South Korean chemist (born 1960)

Nam-Gyu Park (born 3 September 1960) is a South Korean chemical engineer. He is Distinguished Professor and Sungkyunkwan University (SKKU)-Fellow at School of Chemical Engineering, SKKU. His research focuses on high efficiency mesoscopic nanostructured solar cells. He announced the beginning of perovskite photovoltaic research by first reporting long-term stable perovskite solar cells in 2012, and is called the pioneer of practical perovskite solar cells.

==Career==
He is from Masan, South Gyeongsang Province (now Changwon). When he was young, his father was transferred to the Busan branch of Korea Electric Power Corporation, so he moved to Busan and received his elementary, middle, and high school education there. As a teenager, he wanted to be an artist or architect, but he couldn't due to opposition from his music teacher. Upon entering the Department of Chemistry Education at Seoul National University in 1981, he joined the 9th Infantry Division (also known as the White Horse Division) and served for two years and seven months. He returned to Seoul National University after being discharged from the military in 1984, majored in inorganic chemistry, and graduated with a bachelor's degree in 1988.

Since January 1988, he worked as a researcher at SKC (formerly known as Sunkyung Chemical)'s Cheonan plant, which was then well-known as a videotape, compact disc and floppy disk manufacturer, but he resigned in February 1990. He then attended the Department of Chemistry at Seoul National University and became a student of Professor Choy Jin-ho. At first, he wanted to study superconductors, but changed his direction to perovskite research at the suggestion of the professor. In February 1992, he earned his master's degree in inorganic chemistry from Seoul National University graduate school, and in February 1995, he earned his doctorate in inorganic chemistry through a paper titled "Synthesis and physico-chemical properties of 2-dimensional inorganic solids and their intercalation compounds".

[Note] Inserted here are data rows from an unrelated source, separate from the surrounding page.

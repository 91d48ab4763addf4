//! Auth handlers and supporting modules.
//!
//! Flow Overview:
//! 1) `POST /v1/auth/login` validates credentials. Accounts without MFA get
//!    a session immediately; accounts with MFA get an opaque challenge id.
//! 2) `POST /v1/auth/mfa/verify` resolves the challenge server-side, checks
//!    the TOTP code, and issues the session.
//! 3) Every completed login schedules a detached access-history write.
//!
//! Security boundaries:
//! - Clients only ever see generic failure messages; which check failed
//!   stays in server logs.
//! - Challenge ids are single-use and expire after a few minutes; the TOTP
//!   secret is never sent to the client during login.
//! - Completing a challenge re-checks the user's current MFA state, so a
//!   challenge issued before a secret rotation or an MFA disable is dead.

pub(crate) mod challenge;
mod history;
pub(crate) mod mfa;
pub mod password;
pub mod principal;
pub(crate) mod session;
mod state;
pub(crate) mod storage;
pub(crate) mod types;
mod utils;

pub use state::{AuthConfig, AuthState};
pub use storage::Role;

use axum::{
    Json,
    extract::Extension,
    http::{HeaderMap, StatusCode, header::SET_COOKIE},
    response::IntoResponse,
};
use sqlx::PgPool;
use std::sync::Arc;
use tracing::{error, warn};
use uuid::Uuid;

use crate::totp;
use history::ClientInfo;
use storage::UserRecord;
use types::{LoginRequest, MfaRequiredResponse, MfaVerifyRequest, SessionResponse};

#[utoipa::path(
    post,
    path = "/v1/auth/login",
    request_body = LoginRequest,
    responses(
        (status = 200, description = "Session issued or second factor required", body = SessionResponse),
        (status = 400, description = "Malformed request", body = String),
        (status = 401, description = "Invalid credentials", body = String)
    ),
    tag = "auth"
)]
pub async fn login(
    headers: HeaderMap,
    pool: Extension<PgPool>,
    auth_state: Extension<Arc<AuthState>>,
    payload: Option<Json<LoginRequest>>,
) -> axum::response::Response {
    let Some(Json(request)) = payload else {
        return (StatusCode::BAD_REQUEST, "Missing payload").into_response();
    };

    // Reject malformed input before touching storage. The message never says
    // which field failed.
    let email = utils::normalize_email(&request.email);
    if !utils::valid_email(&email) || request.password.len() < password::MIN_PASSWORD_LEN {
        return (StatusCode::BAD_REQUEST, "Invalid request").into_response();
    }

    let user = match storage::lookup_user_by_email(&pool, &email).await {
        Ok(Some(user)) => user,
        Ok(None) => {
            return (StatusCode::UNAUTHORIZED, "Invalid credentials").into_response();
        }
        Err(err) => {
            // Storage failures fail closed; never grant access.
            error!("Failed to lookup user for login: {err}");
            return StatusCode::INTERNAL_SERVER_ERROR.into_response();
        }
    };

    // Externally provisioned accounts have no password hash and cannot use
    // credential login. Indistinguishable from a wrong password on the wire.
    let Some(password_hash) = user.password_hash.as_deref() else {
        warn!(user_id = %user.id, "Login attempt for account without password hash");
        return (StatusCode::UNAUTHORIZED, "Invalid credentials").into_response();
    };

    match password::verify_password(&request.password, password_hash) {
        Ok(true) => {}
        Ok(false) => {
            return (StatusCode::UNAUTHORIZED, "Invalid credentials").into_response();
        }
        Err(err) => {
            error!(user_id = %user.id, "Password verification failed: {err}");
            return (StatusCode::UNAUTHORIZED, "Invalid credentials").into_response();
        }
    }

    if user.mfa_enabled {
        let Some(secret) = user.mfa_secret.clone() else {
            // Enabled flag without a secret violates the storage invariant;
            // fail closed rather than skip the second factor.
            error!(user_id = %user.id, "MFA enabled but no secret on record");
            return (StatusCode::UNAUTHORIZED, "Invalid credentials").into_response();
        };

        // Clients that collect both factors up front may send the code with
        // the credentials and skip the challenge round trip.
        if let Some(code) = request.mfa_code.as_deref() {
            if !totp::valid_code_format(code) {
                return (StatusCode::UNAUTHORIZED, "Invalid code").into_response();
            }
            match totp::verify_code(&secret, code) {
                Ok(true) => return finish_login(user, &auth_state, &pool, &headers),
                Ok(false) => {
                    return (StatusCode::UNAUTHORIZED, "Invalid code").into_response();
                }
                Err(err) => {
                    error!(user_id = %user.id, "TOTP verification failed: {err}");
                    return StatusCode::INTERNAL_SERVER_ERROR.into_response();
                }
            }
        }

        let challenge_id = auth_state.challenges().issue(user.id, secret).await;
        let response = MfaRequiredResponse {
            mfa_required: true,
            challenge: challenge_id.to_string(),
        };
        return (StatusCode::OK, Json(response)).into_response();
    }

    finish_login(user, &auth_state, &pool, &headers)
}

#[utoipa::path(
    post,
    path = "/v1/auth/mfa/verify",
    request_body = MfaVerifyRequest,
    responses(
        (status = 200, description = "Session issued", body = SessionResponse),
        (status = 400, description = "Malformed request", body = String),
        (status = 401, description = "Invalid code", body = String)
    ),
    tag = "auth"
)]
pub async fn mfa_verify(
    headers: HeaderMap,
    pool: Extension<PgPool>,
    auth_state: Extension<Arc<AuthState>>,
    payload: Option<Json<MfaVerifyRequest>>,
) -> axum::response::Response {
    let Some(Json(request)) = payload else {
        return (StatusCode::BAD_REQUEST, "Missing payload").into_response();
    };

    // A malformed code is a verification failure, not an error; it never
    // reaches the cryptographic check.
    if !totp::valid_code_format(&request.code) {
        return (StatusCode::UNAUTHORIZED, "Invalid code").into_response();
    }

    let Ok(challenge_id) = Uuid::parse_str(&request.challenge) else {
        return (StatusCode::UNAUTHORIZED, "Invalid code").into_response();
    };

    // Challenges are consumed exactly once: a failed code means restarting
    // the login flow from the password step.
    let Some(challenge) = auth_state.challenges().take(challenge_id).await else {
        return (StatusCode::UNAUTHORIZED, "Invalid code").into_response();
    };

    let user = match storage::lookup_user_by_id(&pool, challenge.user_id).await {
        Ok(Some(user)) => user,
        Ok(None) => {
            return (StatusCode::UNAUTHORIZED, "Invalid code").into_response();
        }
        Err(err) => {
            error!("Failed to lookup user for MFA verification: {err}");
            return StatusCode::INTERNAL_SERVER_ERROR.into_response();
        }
    };

    // The secret captured at challenge time must still be the user's current
    // one; a rotated or disabled secret invalidates outstanding challenges.
    if !secret_still_current(&user, &challenge.secret) {
        warn!(user_id = %user.id, "MFA challenge no longer matches stored secret");
        return (StatusCode::UNAUTHORIZED, "Invalid code").into_response();
    }

    match totp::verify_code(&challenge.secret, &request.code) {
        Ok(true) => {}
        Ok(false) => {
            return (StatusCode::UNAUTHORIZED, "Invalid code").into_response();
        }
        Err(err) => {
            error!(user_id = %user.id, "TOTP verification failed: {err}");
            return StatusCode::INTERNAL_SERVER_ERROR.into_response();
        }
    }

    finish_login(user, &auth_state, &pool, &headers)
}

fn secret_still_current(user: &UserRecord, challenge_secret: &str) -> bool {
    user.mfa_enabled && user.mfa_secret.as_deref() == Some(challenge_secret)
}

/// Issue the session and schedule the access-history write. The write is
/// never awaited; the client gets its session regardless of its outcome.
fn finish_login(
    user: UserRecord,
    auth_state: &AuthState,
    pool: &PgPool,
    headers: &HeaderMap,
) -> axum::response::Response {
    let (token, _claims) = match session::issue_session(user.id, user.role, auth_state.config()) {
        Ok(issued) => issued,
        Err(err) => {
            error!(user_id = %user.id, "Failed to issue session: {err}");
            return StatusCode::INTERNAL_SERVER_ERROR.into_response();
        }
    };

    let mut response_headers = HeaderMap::new();
    match session::session_cookie(
        auth_state.config(),
        &token,
        auth_state.config().session_ttl_seconds(),
    ) {
        Ok(cookie) => {
            response_headers.insert(SET_COOKIE, cookie);
        }
        Err(err) => {
            error!("Failed to build session cookie: {err}");
            return StatusCode::INTERNAL_SERVER_ERROR.into_response();
        }
    }

    history::record(pool.clone(), user.id, ClientInfo::from_headers(headers));

    let response = SessionResponse {
        user_id: user.id.to_string(),
        email: user.email,
        name: user.name,
        role: user.role.as_str().to_string(),
        language: user.language,
    };
    (StatusCode::OK, response_headers, Json(response)).into_response()
}

#[cfg(test)]
mod tests {
    use super::challenge::ChallengeStore;
    use super::{Role, secret_still_current};
    use crate::totp;
    use anyhow::Result;
    use std::time::Duration;
    use uuid::Uuid;

    fn user(mfa_enabled: bool, mfa_secret: Option<&str>) -> super::UserRecord {
        super::UserRecord {
            id: Uuid::new_v4(),
            email: "medico@clinica.com".to_string(),
            name: "Dr. João Silva".to_string(),
            password_hash: Some("$2b$12$hash".to_string()),
            role: Role::Doctor,
            mfa_enabled,
            mfa_secret: mfa_secret.map(str::to_string),
            language: None,
        }
    }

    #[test]
    fn challenge_matches_current_secret() {
        let user = user(true, Some("SECRET"));
        assert!(secret_still_current(&user, "SECRET"));
    }

    #[test]
    fn disabled_mfa_invalidates_challenge() {
        // MFA disabled after the challenge was issued: the old secret must
        // not complete the login even if the code would have been valid.
        let user = user(false, None);
        assert!(!secret_still_current(&user, "SECRET"));
    }

    #[test]
    fn rotated_secret_invalidates_challenge() {
        let user = user(true, Some("NEW-SECRET"));
        assert!(!secret_still_current(&user, "OLD-SECRET"));
    }

    #[tokio::test]
    async fn challenge_round_trip_completes_the_second_factor() -> Result<()> {
        let store = ChallengeStore::new(Duration::from_secs(60));
        let secret = totp::generate_secret()?;
        let user = user(true, Some(&secret));

        let challenge_id = store.issue(user.id, secret.clone()).await;
        let challenge = store.take(challenge_id).await.expect("challenge present");
        assert_eq!(challenge.user_id, user.id);
        assert!(secret_still_current(&user, &challenge.secret));

        // The consumed challenge cannot be replayed.
        assert!(store.take(challenge_id).await.is_none());
        Ok(())
    }
}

From March 1996 to May 1997, he worked as a postdoctoral researcher at the Institut de Chimie de la Matiere Condensee de Bordeaux – Centre National de la Recherche Scientifique (ICMCB-CNRS) in Pessac, France, and conducted research to improve efficiency of dye-sensitized solar cells. From June 1997 to December 1999, he worked as a postdoctoral researcher at the National Renewable Energy Laboratory (NREL) in Golden, Colorado, the United States. After returning to South Korea in January 2000, he worked as a senior researcher at the Electronics and Telecommunications Research Institute (ETRI), and moved to the Korea Institute of Science and Technology (KIST) in December 2005 as the head of the solar cell research center and the head of the energy materials research center. However, dye-sensitized solar cells have some disadvantages in that they are economical but have limited energy conversion efficiency. Meanwhile, at a solar cell-related conference held in Switzerland in 2007, Tsutomu Miyasaka, a professor at Toin University of Yokohama, Japan, presented a presentation on perovskite solar cells. In a paper published in 2009, Tsutomu Miyasaka first presented a dye-sensitized solar cell model with perovskite structural materials, but it was implemented in a liquid state, making it less stable and only 3.8% efficient, so it received little attention.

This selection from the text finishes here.